Joshua Essex edited this page Oct 4, 2019 · 1 revision

Our database includes application-time temporal tables for each primary table in each schema.

Application-time temporal tables

An application-time temporal table is a table that tracks the changes over time to an entity reflected in another table (the "primary table"). E.g., person_history tracks the changes over time to a given person in the person table.

Each row in the temporal table (a "snapshot") contains the state of that entity for a certain period of time, along with valid_from and valid_to timestamp columns defining the period over which that state is valid.
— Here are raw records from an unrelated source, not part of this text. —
//! Core modules of the agent.
//!
//! Wire protocol, request dispatch, the run-state machine, test execution
//! and the external collaborators behind their traits all live here. The
//! command implementations themselves live in [`crate::commands`].

pub mod args;
pub mod client;
pub mod config;
pub mod context;
pub mod db;
pub mod device;
pub mod error;
pub mod executor;
pub mod history;
pub mod host;
pub mod lock;
pub mod maintenance;
pub mod process;
pub mod protocol;
pub mod registry;
pub mod runner;
pub mod server;
pub mod snapshot;
pub mod state;
pub mod store;
pub mod suite;
pub mod tasks;
pub mod time;
pub mod upload;
pub mod xml;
The most recent snapshot is always identical to the current state of the entity on the primary table, and has a valid_to value of NULL.

These tables are designed to be queried both horizontally (the complete state of the database, including all relationships, at a given historical point in time) and vertically (the changes to one entity over time).

The valid period columns reflect the state of the entity in the real world (to our best approximation), not the state of the entity in the database. E.g., if historical data for a sentence that was imposed in 2005 are ingested into the system, the corresponding historical snapshot will be dated to 2005 (the time the event happened in the real world), not the time the data were recorded in the database. This latter alternative is called a system-time temporal table.

As part of the temporal table design, no rows are ever deleted from the primary tables. Any event corresponding to a delete is instead indicated by updating a status value. This makes it easier to keep track of all entities that might ever have been related to a given entity at any point in its history, even if some of those entities are no longer valid at some later date.

Determining valid periods

As a complication to the above, the vast majority of ingested sources do not provide sufficient detail for us to ascertain the real-world time that the state of any given entity changed. Because of this, for all updates to existing entities, we use the time the update was ingested and treat it as the time the update occurred. It is only when ingesting new entities that we use whatever provided times are available to determine the valid period of the data.

County Schema Specifics

The most important time considered when ingesting new entities is the booking admission date. When a new booking is ingested, if its provided admission date is earlier than the ingestion date, the booking, as well as all of its children that do not provide more granular dates, are treated as valid from the provided admission date. Additionally, if the booking is the first booking for the given person, that person will also have their valid period dated from the provided admission date.

Note this only applies to new bookings. A new bond, for example, added to an existing booking will have its valid period dated from ingestion time, not the booking's admission date.

To see which descendants of booking provide more granular dates for setting their valid periods, see the BOOKING_DESCENDANT_START_DATE_FIELD and BOOKING_DESCENDANT_END_DATE_FIELD maps in update_historical_snapshots.py.